Would you please repeat the data exactly as given?

Stored data:
+++

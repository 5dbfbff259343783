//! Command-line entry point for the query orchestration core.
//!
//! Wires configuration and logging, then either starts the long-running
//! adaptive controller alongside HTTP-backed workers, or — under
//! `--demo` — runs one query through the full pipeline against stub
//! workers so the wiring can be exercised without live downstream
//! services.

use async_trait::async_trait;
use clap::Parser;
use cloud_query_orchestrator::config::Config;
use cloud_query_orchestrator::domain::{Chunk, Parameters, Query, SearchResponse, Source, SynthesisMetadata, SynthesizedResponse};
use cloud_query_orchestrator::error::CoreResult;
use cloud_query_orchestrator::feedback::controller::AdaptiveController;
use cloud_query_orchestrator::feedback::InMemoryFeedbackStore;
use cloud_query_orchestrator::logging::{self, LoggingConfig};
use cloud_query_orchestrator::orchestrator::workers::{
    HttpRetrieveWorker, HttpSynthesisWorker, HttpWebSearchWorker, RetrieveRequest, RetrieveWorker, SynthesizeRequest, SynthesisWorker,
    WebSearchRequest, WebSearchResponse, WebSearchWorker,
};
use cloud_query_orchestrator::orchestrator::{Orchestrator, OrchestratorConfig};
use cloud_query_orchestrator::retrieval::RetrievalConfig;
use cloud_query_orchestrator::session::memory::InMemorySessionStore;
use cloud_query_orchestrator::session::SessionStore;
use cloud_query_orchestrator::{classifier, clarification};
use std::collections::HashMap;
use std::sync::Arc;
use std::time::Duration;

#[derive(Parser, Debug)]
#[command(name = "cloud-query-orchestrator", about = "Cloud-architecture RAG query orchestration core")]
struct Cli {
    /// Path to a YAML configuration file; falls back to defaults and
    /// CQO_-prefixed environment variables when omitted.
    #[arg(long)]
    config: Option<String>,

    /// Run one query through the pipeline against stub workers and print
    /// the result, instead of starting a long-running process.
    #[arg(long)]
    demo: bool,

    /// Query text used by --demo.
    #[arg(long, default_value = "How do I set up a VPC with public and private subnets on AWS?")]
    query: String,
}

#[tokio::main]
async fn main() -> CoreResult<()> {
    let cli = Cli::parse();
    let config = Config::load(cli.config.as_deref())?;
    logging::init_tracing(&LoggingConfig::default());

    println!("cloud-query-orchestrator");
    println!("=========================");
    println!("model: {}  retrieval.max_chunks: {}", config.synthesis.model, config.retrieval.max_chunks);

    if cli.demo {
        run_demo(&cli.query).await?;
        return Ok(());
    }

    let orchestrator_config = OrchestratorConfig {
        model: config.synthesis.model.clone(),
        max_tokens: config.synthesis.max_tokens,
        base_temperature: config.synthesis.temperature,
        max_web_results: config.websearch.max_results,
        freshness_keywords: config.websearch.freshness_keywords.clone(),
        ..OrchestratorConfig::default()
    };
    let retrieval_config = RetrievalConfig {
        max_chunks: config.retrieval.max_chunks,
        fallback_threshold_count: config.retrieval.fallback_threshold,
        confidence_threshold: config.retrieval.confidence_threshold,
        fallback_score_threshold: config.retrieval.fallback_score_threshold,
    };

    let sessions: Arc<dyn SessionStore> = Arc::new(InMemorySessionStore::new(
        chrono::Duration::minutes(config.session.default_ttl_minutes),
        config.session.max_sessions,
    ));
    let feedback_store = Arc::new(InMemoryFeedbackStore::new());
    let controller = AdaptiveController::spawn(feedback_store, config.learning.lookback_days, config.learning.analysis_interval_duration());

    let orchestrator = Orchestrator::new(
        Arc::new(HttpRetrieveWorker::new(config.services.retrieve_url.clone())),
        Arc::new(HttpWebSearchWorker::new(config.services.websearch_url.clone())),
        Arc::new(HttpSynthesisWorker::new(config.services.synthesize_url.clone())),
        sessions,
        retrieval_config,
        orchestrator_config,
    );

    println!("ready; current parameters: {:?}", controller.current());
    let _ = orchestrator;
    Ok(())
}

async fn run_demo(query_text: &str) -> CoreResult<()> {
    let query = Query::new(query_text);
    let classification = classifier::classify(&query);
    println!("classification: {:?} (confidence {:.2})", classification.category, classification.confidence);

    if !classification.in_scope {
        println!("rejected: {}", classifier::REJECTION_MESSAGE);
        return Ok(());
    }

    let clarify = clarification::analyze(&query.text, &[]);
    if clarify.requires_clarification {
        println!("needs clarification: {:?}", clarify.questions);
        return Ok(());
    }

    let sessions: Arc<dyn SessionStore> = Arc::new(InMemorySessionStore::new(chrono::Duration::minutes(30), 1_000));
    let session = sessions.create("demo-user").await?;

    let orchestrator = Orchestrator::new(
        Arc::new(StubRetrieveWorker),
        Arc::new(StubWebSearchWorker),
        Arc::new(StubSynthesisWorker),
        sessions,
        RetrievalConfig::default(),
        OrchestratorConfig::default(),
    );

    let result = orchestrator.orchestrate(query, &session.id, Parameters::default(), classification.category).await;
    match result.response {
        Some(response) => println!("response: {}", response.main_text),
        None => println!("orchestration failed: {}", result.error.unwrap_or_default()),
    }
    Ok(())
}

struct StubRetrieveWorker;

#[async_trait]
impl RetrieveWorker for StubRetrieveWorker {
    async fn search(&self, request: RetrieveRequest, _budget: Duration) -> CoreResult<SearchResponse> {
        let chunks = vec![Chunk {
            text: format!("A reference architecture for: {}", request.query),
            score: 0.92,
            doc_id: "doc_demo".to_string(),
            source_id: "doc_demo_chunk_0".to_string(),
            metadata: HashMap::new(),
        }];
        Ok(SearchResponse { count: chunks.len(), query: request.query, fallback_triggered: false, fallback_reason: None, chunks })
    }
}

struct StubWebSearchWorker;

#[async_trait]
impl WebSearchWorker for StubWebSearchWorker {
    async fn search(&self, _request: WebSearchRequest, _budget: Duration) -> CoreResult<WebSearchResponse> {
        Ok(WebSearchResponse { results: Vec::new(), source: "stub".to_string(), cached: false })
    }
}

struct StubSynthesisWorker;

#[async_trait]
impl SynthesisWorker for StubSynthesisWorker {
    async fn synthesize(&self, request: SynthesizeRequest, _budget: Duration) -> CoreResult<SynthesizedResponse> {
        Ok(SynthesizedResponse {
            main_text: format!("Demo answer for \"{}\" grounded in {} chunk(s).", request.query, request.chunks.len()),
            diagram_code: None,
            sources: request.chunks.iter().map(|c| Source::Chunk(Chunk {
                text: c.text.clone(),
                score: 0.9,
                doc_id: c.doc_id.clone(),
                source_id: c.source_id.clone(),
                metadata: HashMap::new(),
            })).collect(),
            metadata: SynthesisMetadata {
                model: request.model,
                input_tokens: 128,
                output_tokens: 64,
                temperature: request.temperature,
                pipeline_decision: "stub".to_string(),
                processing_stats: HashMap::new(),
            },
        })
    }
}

+++

* Exercise result *
repository 5dbfbff259343783
//! Command-line entry point for the query orchestration core.
//!
//! Wires configuration and logging, then either starts the long-running
//! adaptive controller alongside HTTP-backed workers, or — under
//! `--demo` — runs one query through the full pipeline against stub
//! workers so the wiring can be exercised without live downstream
//! services.

use async_trait::async_trait;
use clap::Parser;
use cloud_query_orchestrator::config::Config;
use cloud_query_orchestrator::domain::{Chunk, Parameters, Query, SearchResponse, Source, SynthesisMetadata, SynthesizedResponse};
use cloud_query_orchestrator::error::CoreResult;
use cloud_query_orchestrator::feedback::controller::AdaptiveController;
use cloud_query_orchestrator::feedback::InMemoryFeedbackStore;
use cloud_query_orchestrator::logging::{self, LoggingConfig};
use cloud_query_orchestrator::orchestrator::workers::{
    HttpRetrieveWorker, HttpSynthesisWorker, HttpWebSearchWorker, RetrieveRequest, RetrieveWorker, SynthesizeRequest, SynthesisWorker,
    WebSearchRequest, WebSearchResponse, WebSearchWorker,
};
use cloud_query_orchestrator::orchestrator::{Orchestrator, OrchestratorConfig};
use cloud_query_orchestrator::retrieval::RetrievalConfig;
use cloud_query_orchestrator::session::memory::InMemorySessionStore;
use cloud_query_orchestrator::session::SessionStore;
use cloud_query_orchestrator::{classifier, clarification};
use std::collections::HashMap;
use std::sync::Arc;
use std::time::Duration;

#[derive(Parser, Debug)]
#[command(name = "cloud-query-orchestrator", about = "Cloud-architecture RAG query orchestration core")]
struct Cli {
    /// Path to a YAML configuration file; falls back to defaults and
    /// CQO_-prefixed environment variables when omitted.
    #[arg(long)]
    config: Option<String>,

    /// Run one query through the pipeline against stub workers and print
    /// the result, instead of starting a long-running process.
    #[arg(long)]
    demo: bool,

    /// Query text used by --demo.
    #[arg(long, default_value = "How do I set up a VPC with public and private subnets on AWS?")]
    query: String,
}

#[tokio::main]
async fn main() -> CoreResult<()> {
    let cli = Cli::parse();
    let config = Config::load(cli.config.as_deref())?;
    logging::init_tracing(&LoggingConfig::default());

    println!("cloud-query-orchestrator");
    println!("=========================");
    println!("model: {}  retrieval.max_chunks: {}", config.synthesis.model, config.retrieval.max_chunks);

    if cli.demo {
        run_demo(&cli.query).await?;
        return Ok(());
    }

    let orchestrator_config = OrchestratorConfig {
        model: config.synthesis.model.clone(),
        max_tokens: config.synthesis.max_tokens,
        base_temperature: config.synthesis.temperature,
        max_web_results: config.websearch.max_results,
        freshness_keywords: config.websearch.freshness_keywords.clone(),
        ..OrchestratorConfig::default()
    };
    let retrieval_config = RetrievalConfig {
        max_chunks: config.retrieval.max_chunks,
        fallback_threshold_count: config.retrieval.fallback_threshold,
        confidence_threshold: config.retrieval.confidence_threshold,
        fallback_score_threshold: config.retrieval.fallback_score_threshold,
    };

    let sessions: Arc<dyn SessionStore> = Arc::new(InMemorySessionStore::new(
        chrono::Duration::minutes(config.session.default_ttl_minutes),
        config.session.max_sessions,
    ));
    let feedback_store = Arc::new(InMemoryFeedbackStore::new());
    let controller = AdaptiveController::spawn(feedback_store, config.learning.lookback_days, config.learning.analysis_interval_duration());

    let orchestrator = Orchestrator::new(
        Arc::new(HttpRetrieveWorker::new(config.services.retrieve_url.clone())),
        Arc::new(HttpWebSearchWorker::new(config.services.websearch_url.clone())),
        Arc::new(HttpSynthesisWorker::new(config.services.synthesize_url.clone())),
        sessions,
        retrieval_config,
        orchestrator_config,
    );

    println!("ready; current parameters: {:?}", controller.current());
    let _ = orchestrator;
    Ok(())
}

async fn run_demo(query_text: &str) -> CoreResult<()> {
    let query = Query::new(query_text);
    let classification = classifier::classify(&query);
    println!("classification: {:?} (confidence {:.2})", classification.category, classification.confidence);

    if !classification.in_scope {
        println!("rejected: {}", classifier::REJECTION_MESSAGE);
        return Ok(());
    }

    let clarify = clarification::analyze(&query.text, &[]);
    if clarify.requires_clarification {
        println!("needs clarification: {:?}", clarify.questions);
        return Ok(());
    }

    let sessions: Arc<dyn SessionStore> = Arc::new(InMemorySessionStore::new(chrono::Duration::minutes(30), 1_000));
    let session = sessions.create("demo-user").await?;

    let orchestrator = Orchestrator::new(
        Arc::new(StubRetrieveWorker),
        Arc::new(StubWebSearchWorker),
        Arc::new(StubSynthesisWorker),
        sessions,
        RetrievalConfig::default(),
        OrchestratorConfig::default(),
    );

    let result = orchestrator.orchestrate(query, &session.id, Parameters::default(), classification.category).await;
    match result.response {
        Some(response) => println!("response: {}", response.main_text),
        None => println!("orchestration failed: {}", result.error.unwrap_or_default()),
    }
    Ok(())
}

struct StubRetrieveWorker;

#[async_trait]
impl RetrieveWorker for StubRetrieveWorker {
    async fn search(&self, request: RetrieveRequest, _budget: Duration) -> CoreResult<SearchResponse> {
        let chunks = vec![Chunk {
            text: format!("A reference architecture for: {}", request.query),
            score: 0.92,
            doc_id: "doc_demo".to_string(),
            source_id: "doc_demo_chunk_0".to_string(),
            metadata: HashMap::new(),
        }];
        Ok(SearchResponse { count: chunks.len(), query: request.query, fallback_triggered: false, fallback_reason: None, chunks })
    }
}

struct StubWebSearchWorker;

#[async_trait]
impl WebSearchWorker for StubWebSearchWorker {
    async fn search(&self, _request: WebSearchRequest, _budget: Duration) -> CoreResult<WebSearchResponse> {
        Ok(WebSearchResponse { results: Vec::new(), source: "stub".to_string(), cached: false })
    }
}

struct StubSynthesisWorker;

#[async_trait]
impl SynthesisWorker for StubSynthesisWorker {
    async fn synthesize(&self, request: SynthesizeRequest, _budget: Duration) -> CoreResult<SynthesizedResponse> {
        Ok(SynthesizedResponse {
            main_text: format!("Demo answer for \"{}\" grounded in {} chunk(s).", request.query, request.chunks.len()),
            diagram_code: None,
            sources: request.chunks.iter().map(|c| Source::Chunk(Chunk {
                text: c.text.clone(),
                score: 0.9,
                doc_id: c.doc_id.clone(),
                source_id: c.source_id.clone(),
                metadata: HashMap::new(),
            })).collect(),
            metadata: SynthesisMetadata {
                model: request.model,
                input_tokens: 128,
                output_tokens: 64,
                temperature: request.temperature,
                pipeline_decision: "stub".to_string(),
                processing_stats: HashMap::new(),
            },
        })
    }
}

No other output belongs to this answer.